(Collected data)
==========

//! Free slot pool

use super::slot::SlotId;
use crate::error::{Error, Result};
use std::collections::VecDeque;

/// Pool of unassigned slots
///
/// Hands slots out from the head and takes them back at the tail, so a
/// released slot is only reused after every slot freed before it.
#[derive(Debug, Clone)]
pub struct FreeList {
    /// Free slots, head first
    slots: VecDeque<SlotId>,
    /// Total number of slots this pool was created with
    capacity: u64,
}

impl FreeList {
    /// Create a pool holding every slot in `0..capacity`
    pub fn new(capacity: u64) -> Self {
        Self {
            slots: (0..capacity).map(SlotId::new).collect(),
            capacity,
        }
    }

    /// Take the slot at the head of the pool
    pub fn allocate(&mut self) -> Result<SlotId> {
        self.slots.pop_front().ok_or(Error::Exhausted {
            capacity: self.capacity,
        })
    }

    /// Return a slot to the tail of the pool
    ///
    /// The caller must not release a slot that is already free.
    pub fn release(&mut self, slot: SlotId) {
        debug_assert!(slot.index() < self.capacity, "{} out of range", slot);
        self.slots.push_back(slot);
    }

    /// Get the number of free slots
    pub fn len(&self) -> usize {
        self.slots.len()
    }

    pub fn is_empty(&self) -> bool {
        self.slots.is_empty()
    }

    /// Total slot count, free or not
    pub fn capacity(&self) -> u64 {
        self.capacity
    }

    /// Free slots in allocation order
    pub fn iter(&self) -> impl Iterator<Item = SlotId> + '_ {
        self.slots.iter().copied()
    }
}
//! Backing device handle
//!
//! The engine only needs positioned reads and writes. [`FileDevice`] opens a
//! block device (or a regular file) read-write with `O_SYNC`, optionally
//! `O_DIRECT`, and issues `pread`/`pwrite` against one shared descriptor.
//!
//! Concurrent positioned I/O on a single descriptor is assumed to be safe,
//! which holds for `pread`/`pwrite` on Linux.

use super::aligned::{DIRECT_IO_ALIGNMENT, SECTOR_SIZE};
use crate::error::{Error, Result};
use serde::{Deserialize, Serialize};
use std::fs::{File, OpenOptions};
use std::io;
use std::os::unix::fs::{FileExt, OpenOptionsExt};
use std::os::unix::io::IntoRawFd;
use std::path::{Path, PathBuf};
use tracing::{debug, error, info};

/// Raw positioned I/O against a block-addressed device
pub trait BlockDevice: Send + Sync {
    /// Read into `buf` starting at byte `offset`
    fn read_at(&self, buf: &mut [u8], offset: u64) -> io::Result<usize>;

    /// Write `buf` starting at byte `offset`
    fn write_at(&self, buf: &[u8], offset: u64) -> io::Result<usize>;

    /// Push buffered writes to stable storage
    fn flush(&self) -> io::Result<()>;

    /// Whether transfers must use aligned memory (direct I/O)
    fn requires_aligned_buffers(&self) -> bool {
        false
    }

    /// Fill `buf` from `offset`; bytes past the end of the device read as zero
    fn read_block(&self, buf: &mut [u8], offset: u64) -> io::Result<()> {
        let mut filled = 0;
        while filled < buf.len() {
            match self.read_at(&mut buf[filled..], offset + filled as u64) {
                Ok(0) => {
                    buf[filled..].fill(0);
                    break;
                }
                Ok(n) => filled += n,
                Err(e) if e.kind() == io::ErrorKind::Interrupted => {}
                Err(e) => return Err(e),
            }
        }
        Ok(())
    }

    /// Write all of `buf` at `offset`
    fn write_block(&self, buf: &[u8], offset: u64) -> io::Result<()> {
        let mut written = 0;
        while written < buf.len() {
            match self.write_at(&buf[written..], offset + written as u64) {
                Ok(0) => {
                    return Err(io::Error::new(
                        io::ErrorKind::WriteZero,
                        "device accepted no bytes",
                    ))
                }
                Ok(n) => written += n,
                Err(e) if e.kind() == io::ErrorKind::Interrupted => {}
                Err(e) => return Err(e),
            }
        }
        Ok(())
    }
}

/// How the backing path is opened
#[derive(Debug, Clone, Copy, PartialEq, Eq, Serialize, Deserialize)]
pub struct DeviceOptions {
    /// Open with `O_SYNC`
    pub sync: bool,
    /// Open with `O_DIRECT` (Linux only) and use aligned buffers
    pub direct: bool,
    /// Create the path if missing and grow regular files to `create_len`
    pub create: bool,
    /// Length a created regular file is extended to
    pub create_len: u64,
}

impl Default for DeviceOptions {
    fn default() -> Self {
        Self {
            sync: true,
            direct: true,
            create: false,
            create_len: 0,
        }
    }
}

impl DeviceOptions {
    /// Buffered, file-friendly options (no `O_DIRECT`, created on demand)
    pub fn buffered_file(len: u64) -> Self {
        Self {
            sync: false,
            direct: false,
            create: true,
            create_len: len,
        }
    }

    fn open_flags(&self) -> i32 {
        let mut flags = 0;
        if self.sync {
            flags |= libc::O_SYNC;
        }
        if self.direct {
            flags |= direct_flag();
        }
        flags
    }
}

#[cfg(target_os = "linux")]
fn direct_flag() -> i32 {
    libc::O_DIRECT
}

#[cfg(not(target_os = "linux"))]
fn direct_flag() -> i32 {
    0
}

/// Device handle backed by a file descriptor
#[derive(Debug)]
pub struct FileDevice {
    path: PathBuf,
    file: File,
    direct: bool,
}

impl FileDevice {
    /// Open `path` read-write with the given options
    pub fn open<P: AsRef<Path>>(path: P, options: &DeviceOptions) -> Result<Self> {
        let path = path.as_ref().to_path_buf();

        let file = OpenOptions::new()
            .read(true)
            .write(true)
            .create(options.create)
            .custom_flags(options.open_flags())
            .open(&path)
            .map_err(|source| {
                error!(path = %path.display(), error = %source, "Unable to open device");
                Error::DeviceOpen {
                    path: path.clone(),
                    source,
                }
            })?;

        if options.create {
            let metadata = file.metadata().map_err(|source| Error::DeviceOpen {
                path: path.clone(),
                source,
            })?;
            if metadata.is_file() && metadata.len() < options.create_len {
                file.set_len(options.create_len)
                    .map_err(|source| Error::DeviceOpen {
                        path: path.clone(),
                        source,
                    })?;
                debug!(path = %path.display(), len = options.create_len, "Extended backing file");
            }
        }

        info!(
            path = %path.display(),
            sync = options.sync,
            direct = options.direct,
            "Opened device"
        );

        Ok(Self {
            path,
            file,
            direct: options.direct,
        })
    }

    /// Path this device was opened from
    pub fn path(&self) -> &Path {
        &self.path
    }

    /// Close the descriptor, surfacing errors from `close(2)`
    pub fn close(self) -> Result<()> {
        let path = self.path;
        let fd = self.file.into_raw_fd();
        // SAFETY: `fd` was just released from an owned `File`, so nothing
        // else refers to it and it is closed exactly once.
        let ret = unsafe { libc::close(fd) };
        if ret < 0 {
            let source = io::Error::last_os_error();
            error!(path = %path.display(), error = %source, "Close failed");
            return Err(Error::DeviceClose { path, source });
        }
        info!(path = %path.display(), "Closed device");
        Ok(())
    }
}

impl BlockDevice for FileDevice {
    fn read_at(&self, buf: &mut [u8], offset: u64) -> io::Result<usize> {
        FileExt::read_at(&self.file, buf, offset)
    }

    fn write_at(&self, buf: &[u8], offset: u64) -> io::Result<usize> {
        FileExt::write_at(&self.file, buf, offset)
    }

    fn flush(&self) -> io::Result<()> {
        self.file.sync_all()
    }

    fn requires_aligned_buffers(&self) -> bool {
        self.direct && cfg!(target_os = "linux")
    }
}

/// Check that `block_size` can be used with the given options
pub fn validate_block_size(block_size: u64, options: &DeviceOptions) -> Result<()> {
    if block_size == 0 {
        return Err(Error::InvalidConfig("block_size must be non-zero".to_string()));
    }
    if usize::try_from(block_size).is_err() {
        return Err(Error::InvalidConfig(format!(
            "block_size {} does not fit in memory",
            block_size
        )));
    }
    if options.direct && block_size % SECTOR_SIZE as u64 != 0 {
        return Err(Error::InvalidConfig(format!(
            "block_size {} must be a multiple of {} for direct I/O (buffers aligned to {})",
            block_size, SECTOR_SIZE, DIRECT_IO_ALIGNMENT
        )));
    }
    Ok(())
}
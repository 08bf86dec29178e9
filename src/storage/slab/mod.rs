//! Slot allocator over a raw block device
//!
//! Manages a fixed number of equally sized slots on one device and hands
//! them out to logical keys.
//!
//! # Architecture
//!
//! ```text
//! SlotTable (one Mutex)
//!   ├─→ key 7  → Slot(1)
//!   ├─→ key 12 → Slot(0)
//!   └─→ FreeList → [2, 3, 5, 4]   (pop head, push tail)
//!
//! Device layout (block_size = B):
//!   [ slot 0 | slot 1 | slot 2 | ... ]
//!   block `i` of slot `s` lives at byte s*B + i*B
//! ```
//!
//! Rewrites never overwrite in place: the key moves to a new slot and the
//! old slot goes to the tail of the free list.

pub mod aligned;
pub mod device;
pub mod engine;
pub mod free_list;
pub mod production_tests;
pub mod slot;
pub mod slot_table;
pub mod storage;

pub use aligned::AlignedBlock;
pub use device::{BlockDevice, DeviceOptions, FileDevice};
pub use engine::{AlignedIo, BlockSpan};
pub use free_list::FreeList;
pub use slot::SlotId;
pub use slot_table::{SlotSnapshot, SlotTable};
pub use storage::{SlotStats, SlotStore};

==========

*Task statement*
Retype only the lines above between the line with "fn flush(&self) -> io::Result<()>;" and the line with "while filled <", counting those two lines as well, and keep every character as it is.

*Finished task*
    fn flush(&self) -> io::Result<()>;

    /// Whether transfers must use aligned memory (direct I/O)
    fn requires_aligned_buffers(&self) -> bool {
        false
    }

    /// Fill `buf` from `offset`; bytes past the end of the device read as zero
    fn read_block(&self, buf: &mut [u8], offset: u64) -> io::Result<()> {
        let mut filled = 0;
        while filled < buf.len() {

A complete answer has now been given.